[Data to use]:
'''

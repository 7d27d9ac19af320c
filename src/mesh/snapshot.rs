//! Owned, serializable copy of a mesh for external plotting or inspection.
//!
//! Undefined image points are stored as `None` so the snapshot survives
//! formats without NaN (JSON writes NaN as `null`).

use crate::geometry::point::Point2;
use crate::mesh::{AdaptiveMesh, MeshView};
use crate::mesh_error::MeshError;
use serde::{Deserialize, Serialize};

const SNAPSHOT_VERSION: u32 = 1;

/// Mesh state at one point in time plus a per-triangle skip mask.
#[derive(Clone, Debug, PartialEq, Serialize, Deserialize)]
pub struct MeshSnapshot {
    /// Snapshot format version.
    pub version: u32,
    pub domain: Vec<Point2>,
    /// Image of each domain point, `None` where the mapping was undefined.
    pub image: Vec<Option<Point2>>,
    pub simplices: Vec<[usize; 3]>,
    /// Triangles excluded from accumulation (typically the broken ones).
    pub skip: Vec<bool>,
    /// Whether the triangle list was still Delaunay.
    pub delaunay: bool,
}

impl MeshSnapshot {
    /// Image points with `None` turned back into [`Point2::UNDEFINED`].
    pub fn image_points(&self) -> Vec<Point2> {
        self.image
            .iter()
            .map(|p| p.unwrap_or(Point2::UNDEFINED))
            .collect()
    }

    /// Triangles not flagged in `skip`.
    pub fn kept_simplices(&self) -> impl Iterator<Item = &[usize; 3]> + '_ {
        self.simplices
            .iter()
            .zip(&self.skip)
            .filter_map(|(t, &s)| (!s).then_some(t))
    }
}

impl<'a> MeshView<'a> {
    /// Copy the view into a snapshot.
    pub fn snapshot(&self, skip: &[bool], delaunay: bool) -> Result<MeshSnapshot, MeshError> {
        if skip.len() != self.simplices.len() {
            return Err(MeshError::MaskLengthMismatch {
                expected: self.simplices.len(),
                found: skip.len(),
            });
        }
        Ok(MeshSnapshot {
            version: SNAPSHOT_VERSION,
            domain: self.domain.to_vec(),
            image: self
                .image
                .iter()
                .map(|p| p.is_defined().then_some(*p))
                .collect(),
            simplices: self.simplices.to_vec(),
            skip: skip.to_vec(),
            delaunay,
        })
    }
}

impl<M, T> AdaptiveMesh<M, T> {
    /// Snapshot of the current mesh; `skip` must match the triangle count.
    pub fn snapshot(&self, skip: &[bool]) -> Result<MeshSnapshot, MeshError> {
        self.view().snapshot(skip, self.is_delaunay())
    }
}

'''

[What is needed]:
Copy every line of the data that carries the word "Deserialize".

[Solution]:
use serde::{Deserialize, Serialize};
#[derive(Clone, Debug, PartialEq, Serialize, Deserialize)]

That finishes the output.